A volunteer quickly came over and said, “Oh, that one. She’s afraid of men. Only women volunteers can handle her.”
We were immediately conflicted. We didn’t want to adopt a dog that would be afraid of Matt. We wanted you to be safe and happy. So we asked the volunteer to let us try and see what could happen.
We went into the room and waited for them to bring you in to us. I was nervous. Something about you tugged at my heart strings. I really wanted to take care of you.
When you came in, you looked scared. You timidly sniffed my hand and backed away from Matt. Matt got down on his haunches and put his hands on his hips, in a noncommittal way. Then, you did the most amazing thing. You put your head through Matt’s arms as if you were looking for a hug and that was it. We looked at each other and said, “We’ll take her.”
It took you years to figure out how not to use the house as a toilet. I don’t know how many times I said, “Take her back! Take her baaaaack!”
But then you’d look at me with those Sadie-dog eyes and I’d be over it.
When Claire was born, you changed. You figured you had to be good or you’d be gone. You haven’t had an accident since (other than that one time you had a stomach bug and couldn’t help it) and you became more calm.
Sure, when people come over you get excited, and it frustrates me, but you’re just a puppy at heart and I can’t fault you for that.
So, last week at some point, you turned 9. You’ve been in our lives longer than any of our kids and even our marriage. (8 years!) And I love you.
Happy birthday, Sadie dog. Thank you for seeing beyond your fears from past abuse and giving us a chance. We’re not perfect, but have never and will never hurt you and you’ve made our life better by being in it. You make the kids happy and even put up with their shenanigans.
So, with all the odds against you from the beginning: abused, neglected and named Sweat Pea (they totally meant Sweet Pea, but you know, spelling wasn’t so high on their list,) we’re so glad you’re our Sadie-Dog.
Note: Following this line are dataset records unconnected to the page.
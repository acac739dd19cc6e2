use soroban_sdk::{Address, Env};

use crate::types::{LivestockToken, StorageKey};

// TTL constants
const DAY_IN_LEDGERS: u32 = 17280;
const PERSISTENT_TTL_AMOUNT: u32 = 90 * DAY_IN_LEDGERS;
const PERSISTENT_TTL_THRESHOLD: u32 = PERSISTENT_TTL_AMOUNT - DAY_IN_LEDGERS;

// ========== Token Counter ==========

pub fn get_token_counter(env: &Env) -> u64 {
    env.storage().instance().get(&StorageKey::TokenCounter).unwrap_or(0)
}

pub fn increment_token_counter(env: &Env) -> u64 {
    let counter = get_token_counter(env) + 1;
    env.storage().instance().set(&StorageKey::TokenCounter, &counter);
    counter
}

// ========== Tokens ==========

pub fn get_token(env: &Env, token_id: u64) -> Option<LivestockToken> {
    let key = StorageKey::Token(token_id);
    let token = env.storage().persistent().get::<_, LivestockToken>(&key);
    if token.is_some() {
        env.storage().persistent().extend_ttl(&key, PERSISTENT_TTL_THRESHOLD, PERSISTENT_TTL_AMOUNT);
    }
    token
}

pub fn set_token(env: &Env, token: &LivestockToken) {
    let key = StorageKey::Token(token.token_id);
    env.storage().persistent().set(&key, token);
    env.storage().persistent().extend_ttl(&key, PERSISTENT_TTL_THRESHOLD, PERSISTENT_TTL_AMOUNT);
}

// ========== Balances ==========

pub fn get_balance(env: &Env, owner: &Address) -> u64 {
    let key = StorageKey::Balance(owner.clone());
    env.storage().persistent().get::<_, u64>(&key).unwrap_or(0)
}

fn set_balance(env: &Env, owner: &Address, balance: u64) {
    let key = StorageKey::Balance(owner.clone());
    if balance == 0 {
        env.storage().persistent().remove(&key);
        return;
    }
    env.storage().persistent().set(&key, &balance);
    env.storage().persistent().extend_ttl(&key, PERSISTENT_TTL_THRESHOLD, PERSISTENT_TTL_AMOUNT);
}

pub fn increment_balance(env: &Env, owner: &Address) {
    let balance = get_balance(env, owner);
    set_balance(env, owner, balance + 1);
}

pub fn decrement_balance(env: &Env, owner: &Address) {
    let balance = get_balance(env, owner);
    set_balance(env, owner, balance.saturating_sub(1));
}
use soroban_sdk::{contracttype, Address};

/// Ledger-wide configuration stored by `initialize`.
#[contracttype]
#[derive(Clone, Debug, Eq, PartialEq)]
pub struct LedgerConfig {
    pub admin: Address,
    /// Token every bid, purchase and refund is denominated in
    pub payment_token: Address,
    /// Livestock NFT contract holding the assets under auction
    pub nft_contract: Address,
}

#[contracttype]
#[derive(Clone, Copy, Debug, Eq, PartialEq)]
pub enum AuctionStatus {
    Active = 0,
    Settled = 1,
    Cancelled = 2,
}

#[contracttype]
#[derive(Clone, Copy, Debug, Eq, PartialEq)]
pub enum AuctionKind {
    English = 0,
    Dutch = 1,
}

/// Creation parameters. The variant selects the auction kind.
#[contracttype]
#[derive(Clone, Debug, Eq, PartialEq)]
pub enum AuctionParams {
    English(EnglishParams),
    Dutch(DutchParams),
}

#[contracttype]
#[derive(Clone, Debug, Eq, PartialEq)]
pub struct EnglishParams {
    pub starting_bid: i128,
    pub duration: u64,
}

#[contracttype]
#[derive(Clone, Debug, Eq, PartialEq)]
pub struct DutchParams {
    pub start_price: i128,
    pub end_price: i128,
    pub duration: u64,
}

#[contracttype]
#[derive(Clone, Debug, Eq, PartialEq)]
pub struct EnglishTerms {
    pub starting_bid: i128,
    pub end_time: u64,
    pub highest_bid: i128,
    pub highest_bidder: Option<Address>,
    pub bid_count: u32,
}

#[contracttype]
#[derive(Clone, Debug, Eq, PartialEq)]
pub struct DutchTerms {
    pub start_price: i128,
    pub end_price: i128,
    pub start_time: u64,
    pub duration: u64,
}

#[contracttype]
#[derive(Clone, Debug, Eq, PartialEq)]
pub enum AuctionTerms {
    English(EnglishTerms),
    Dutch(DutchTerms),
}

#[contracttype]
#[derive(Clone, Debug, Eq, PartialEq)]
pub struct Auction {
    pub auction_id: u64,
    pub seller: Address,
    pub token_id: u64,
    pub status: AuctionStatus,
    pub winner: Option<Address>,
    pub created_at: u64,
    pub terms: AuctionTerms,
}

impl Auction {
    pub fn kind(&self) -> AuctionKind {
        match self.terms {
            AuctionTerms::English(_) => AuctionKind::English,
            AuctionTerms::Dutch(_) => AuctionKind::Dutch,
        }
    }

    pub fn is_active(&self) -> bool {
        self.status == AuctionStatus::Active
    }
}

#[contracttype]
#[derive(Clone, Debug, Eq, PartialEq)]
pub struct Bid {
    pub bidder: Address,
    pub amount: i128,
    pub timestamp: u64,
}

#[contracttype]
#[derive(Clone)]
pub enum DataKey {
    Config,
    AuctionCounter,
    Auction(u64),
    BidHistory(u64),
    PendingReturns(Address),
}
use crate::types::DutchTerms;
use crate::Error;

/// Dutch auction price at `now`.
///
/// Decays linearly from `start_price` at `start_time` to `end_price` at
/// `start_time + duration`, then holds at `end_price`. The reduction is
/// truncated, so any rounding leaves the price slightly above the line.
pub fn dutch_price(terms: &DutchTerms, now: u64) -> Result<i128, Error> {
    let elapsed = now.saturating_sub(terms.start_time);
    if elapsed >= terms.duration {
        return Ok(terms.end_price);
    }

    let spread = terms
        .start_price
        .checked_sub(terms.end_price)
        .ok_or(Error::ArithmeticOverflow)?;
    let reduction = spread
        .checked_mul(elapsed as i128)
        .and_then(|scaled| scaled.checked_div(terms.duration as i128))
        .ok_or(Error::ArithmeticOverflow)?;

    terms
        .start_price
        .checked_sub(reduction)
        .ok_or(Error::ArithmeticOverflow)
}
“A dog has no use for fancy cars or big homes or designer clothes. Status symbol means nothing to him. A waterlogged stick will do just fine. A dog judges others not by their color or creed or class but by who they are inside. A dog doesn’t care if you are rich or poor, educated or illiterate, clever or dull. Give him your heart and he will give you his. It was really quite simple, and yet we humans, so much wiser and more sophisticated, have always had trouble figuring out what really counts and what does not. As I wrote that farewell column to Marley, I realized it was all right there in front of us, if only we opened our eyes. Sometimes it took a dog with bad breath, worse manners, and pure intentions to help us see.”